> _What you will do_: Retype each of the entries below exactly as written.

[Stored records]
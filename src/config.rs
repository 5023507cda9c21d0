//! Option structs for every layer of a node.
//!
//! All of them implement `Default` with the values a single overlay node runs
//! with, and round-trip through JSON with durations written as milliseconds.

use std::path::Path;

use serde::{Deserialize, Serialize};
use tokio::time::Duration;

use crate::error::Result;
use crate::identity::{NodeType, PeerDescriptor};
use crate::rpc::DEFAULT_RPC_TIMEOUT;

/// Default bucket size and lookup termination threshold.
pub const DEFAULT_K: usize = 8;
/// Default lookup parallelism.
pub const DEFAULT_ALPHA: usize = 3;
/// Largest envelope a data channel accepts.
pub const DEFAULT_MAX_MESSAGE_SIZE: usize = 1_048_576;

mod duration_ms {
    use serde::{Deserialize, Deserializer, Serializer};
    use tokio::time::Duration;

    pub fn serialize<S: Serializer>(value: &Duration, serializer: S) -> Result<S::Ok, S::Error> {
        serializer.serialize_u64(value.as_millis() as u64)
    }

    pub fn deserialize<'de, D: Deserializer<'de>>(deserializer: D) -> Result<Duration, D::Error> {
        Ok(Duration::from_millis(u64::deserialize(deserializer)?))
    }
}

#[derive(Clone, Debug, Serialize, Deserialize)]
#[serde(default)]
pub struct DhtConfig {
    pub k: usize,
    pub alpha: usize,
    /// Capacity of the long-lived neighbor list.
    pub neighbor_list_size: usize,
}

impl Default for DhtConfig {
    fn default() -> Self {
        Self {
            k: DEFAULT_K,
            alpha: DEFAULT_ALPHA,
            neighbor_list_size: DEFAULT_K,
        }
    }
}

#[derive(Clone, Debug, Serialize, Deserialize)]
#[serde(default)]
pub struct WebRtcConfig {
    pub stun_urls: Vec<String>,
    #[serde(with = "duration_ms")]
    pub connecting_timeout: Duration,
    pub max_message_size: usize,
    /// Offer 127.0.0.1 candidates; needed when peers share a host without
    /// another interface.
    pub include_loopback_candidates: bool,
}

impl Default for WebRtcConfig {
    fn default() -> Self {
        Self {
            stun_urls: Vec::new(),
            connecting_timeout: Duration::from_secs(10),
            max_message_size: DEFAULT_MAX_MESSAGE_SIZE,
            include_loopback_candidates: false,
        }
    }
}

#[derive(Clone, Debug, Serialize, Deserialize)]
#[serde(default)]
pub struct ConnectionManagerConfig {
    pub websocket_host: String,
    /// `None` disables the WebSocket server; `Some(0)` binds an ephemeral port.
    pub websocket_port: Option<u16>,
    pub entry_points: Vec<PeerDescriptor>,
    #[serde(with = "duration_ms")]
    pub connect_timeout: Duration,
    /// Grace period of a scheduled disconnect.
    #[serde(with = "duration_ms")]
    pub disconnection_timeout: Duration,
    /// Budget for dialing back a peer that asked for a connectivity probe.
    #[serde(with = "duration_ms")]
    pub connectivity_timeout: Duration,
    pub webrtc: WebRtcConfig,
}

impl Default for ConnectionManagerConfig {
    fn default() -> Self {
        Self {
            websocket_host: "127.0.0.1".to_string(),
            websocket_port: None,
            entry_points: Vec::new(),
            connect_timeout: Duration::from_secs(10),
            disconnection_timeout: Duration::from_millis(10_000),
            connectivity_timeout: Duration::from_millis(1_000),
            webrtc: WebRtcConfig::default(),
        }
    }
}

#[derive(Clone, Debug, Serialize, Deserialize)]
#[serde(default)]
pub struct NodeConfig {
    /// Derives the peer id when set; otherwise the id is random.
    pub peer_name: Option<String>,
    pub node_type: NodeType,
    pub region: Option<u32>,
    pub dht: DhtConfig,
    pub connections: ConnectionManagerConfig,
    #[serde(with = "duration_ms")]
    pub rpc_timeout: Duration,
}

impl Default for NodeConfig {
    fn default() -> Self {
        Self {
            peer_name: None,
            node_type: NodeType::default(),
            region: None,
            dht: DhtConfig::default(),
            connections: ConnectionManagerConfig::default(),
            rpc_timeout: DEFAULT_RPC_TIMEOUT,
        }
    }
}

impl NodeConfig {
    pub fn from_json_file(path: impl AsRef<Path>) -> Result<Self> {
        let raw = std::fs::read_to_string(path)?;
        Ok(serde_json::from_str(&raw)?)
    }
}

#[cfg(test)]
mod tests {
    use super::*;

    #[test]
    fn defaults_match_documented_values() {
        let config = NodeConfig::default();
        assert_eq!(config.dht.k, 8);
        assert_eq!(config.dht.alpha, 3);
        assert_eq!(config.connections.disconnection_timeout, Duration::from_millis(10_000));
        assert_eq!(config.connections.webrtc.max_message_size, 1_048_576);
        assert!(config.connections.websocket_port.is_none());
    }

    #[test]
    fn partial_json_fills_in_defaults() {
        let config: NodeConfig = serde_json::from_str(
            r#"{"peer_name": "entrypoint", "connections": {"websocket_port": 0, "connect_timeout": 2500}}"#,
        )
        .expect("parse config");
        assert_eq!(config.peer_name.as_deref(), Some("entrypoint"));
        assert_eq!(config.connections.websocket_port, Some(0));
        assert_eq!(config.connections.connect_timeout, Duration::from_millis(2500));
        assert_eq!(config.connections.websocket_host, "127.0.0.1");
        assert_eq!(config.dht.k, DEFAULT_K);
        assert_eq!(config.rpc_timeout, DEFAULT_RPC_TIMEOUT);
    }
}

> _Output below_:
filename src/config.rs
repository 5023507cda9c21d0
//! Option structs for every layer of a node.
//!
//! All of them implement `Default` with the values a single overlay node runs
//! with, and round-trip through JSON with durations written as milliseconds.

use std::path::Path;

use serde::{Deserialize, Serialize};
use tokio::time::Duration;

use crate::error::Result;
use crate::identity::{NodeType, PeerDescriptor};
use crate::rpc::DEFAULT_RPC_TIMEOUT;

/// Default bucket size and lookup termination threshold.
pub const DEFAULT_K: usize = 8;
/// Default lookup parallelism.
pub const DEFAULT_ALPHA: usize = 3;
/// Largest envelope a data channel accepts.
pub const DEFAULT_MAX_MESSAGE_SIZE: usize = 1_048_576;

mod duration_ms {
    use serde::{Deserialize, Deserializer, Serializer};
    use tokio::time::Duration;

    pub fn serialize<S: Serializer>(value: &Duration, serializer: S) -> Result<S::Ok, S::Error> {
        serializer.serialize_u64(value.as_millis() as u64)
    }

    pub fn deserialize<'de, D: Deserializer<'de>>(deserializer: D) -> Result<Duration, D::Error> {
        Ok(Duration::from_millis(u64::deserialize(deserializer)?))
    }
}

#[derive(Clone, Debug, Serialize, Deserialize)]
#[serde(default)]
pub struct DhtConfig {
    pub k: usize,
    pub alpha: usize,
    /// Capacity of the long-lived neighbor list.
    pub neighbor_list_size: usize,
}

impl Default for DhtConfig {
    fn default() -> Self {
        Self {
            k: DEFAULT_K,
            alpha: DEFAULT_ALPHA,
            neighbor_list_size: DEFAULT_K,
        }
    }
}

#[derive(Clone, Debug, Serialize, Deserialize)]
#[serde(default)]
pub struct WebRtcConfig {
    pub stun_urls: Vec<String>,
    #[serde(with = "duration_ms")]
    pub connecting_timeout: Duration,
    pub max_message_size: usize,
    /// Offer 127.0.0.1 candidates; needed when peers share a host without
    /// another interface.
    pub include_loopback_candidates: bool,
}

impl Default for WebRtcConfig {
    fn default() -> Self {
        Self {
            stun_urls: Vec::new(),
            connecting_timeout: Duration::from_secs(10),
            max_message_size: DEFAULT_MAX_MESSAGE_SIZE,
            include_loopback_candidates: false,
        }
    }
}

#[derive(Clone, Debug, Serialize, Deserialize)]
#[serde(default)]
pub struct ConnectionManagerConfig {
    pub websocket_host: String,
    /// `None` disables the WebSocket server; `Some(0)` binds an ephemeral port.
    pub websocket_port: Option<u16>,
    pub entry_points: Vec<PeerDescriptor>,
    #[serde(with = "duration_ms")]
    pub connect_timeout: Duration,
    /// Grace period of a scheduled disconnect.
    #[serde(with = "duration_ms")]
    pub disconnection_timeout: Duration,
    /// Budget for dialing back a peer that asked for a connectivity probe.
    #[serde(with = "duration_ms")]
    pub connectivity_timeout: Duration,
    pub webrtc: WebRtcConfig,
}

impl Default for ConnectionManagerConfig {
    fn default() -> Self {
        Self {
            websocket_host: "127.0.0.1".to_string(),
            websocket_port: None,
            entry_points: Vec::new(),
            connect_timeout: Duration::from_secs(10),
            disconnection_timeout: Duration::from_millis(10_000),
            connectivity_timeout: Duration::from_millis(1_000),
            webrtc: WebRtcConfig::default(),
        }
    }
}

#[derive(Clone, Debug, Serialize, Deserialize)]
#[serde(default)]
pub struct NodeConfig {
    /// Derives the peer id when set; otherwise the id is random.
    pub peer_name: Option<String>,
    pub node_type: NodeType,
    pub region: Option<u32>,
    pub dht: DhtConfig,
    pub connections: ConnectionManagerConfig,
    #[serde(with = "duration_ms")]
    pub rpc_timeout: Duration,
}

impl Default for NodeConfig {
    fn default() -> Self {
        Self {
            peer_name: None,
            node_type: NodeType::default(),
            region: None,
            dht: DhtConfig::default(),
            connections: ConnectionManagerConfig::default(),
            rpc_timeout: DEFAULT_RPC_TIMEOUT,
        }
    }
}

impl NodeConfig {
    pub fn from_json_file(path: impl AsRef<Path>) -> Result<Self> {
        let raw = std::fs::read_to_string(path)?;
        Ok(serde_json::from_str(&raw)?)
    }
}

#[cfg(test)]
mod tests {
    use super::*;

    #[test]
    fn defaults_match_documented_values() {
        let config = NodeConfig::default();
        assert_eq!(config.dht.k, 8);
        assert_eq!(config.dht.alpha, 3);
        assert_eq!(config.connections.disconnection_timeout, Duration::from_millis(10_000));
        assert_eq!(config.connections.webrtc.max_message_size, 1_048_576);
        assert!(config.connections.websocket_port.is_none());
    }

    #[test]
    fn partial_json_fills_in_defaults() {
        let config: NodeConfig = serde_json::from_str(
            r#"{"peer_name": "entrypoint", "connections": {"websocket_port": 0, "connect_timeout": 2500}}"#,
        )
        .expect("parse config");
        assert_eq!(config.peer_name.as_deref(), Some("entrypoint"));
        assert_eq!(config.connections.websocket_port, Some(0));
        assert_eq!(config.connections.connect_timeout, Duration::from_millis(2500));
        assert_eq!(config.connections.websocket_host, "127.0.0.1");
        assert_eq!(config.dht.k, DEFAULT_K);
        assert_eq!(config.rpc_timeout, DEFAULT_RPC_TIMEOUT);
    }
}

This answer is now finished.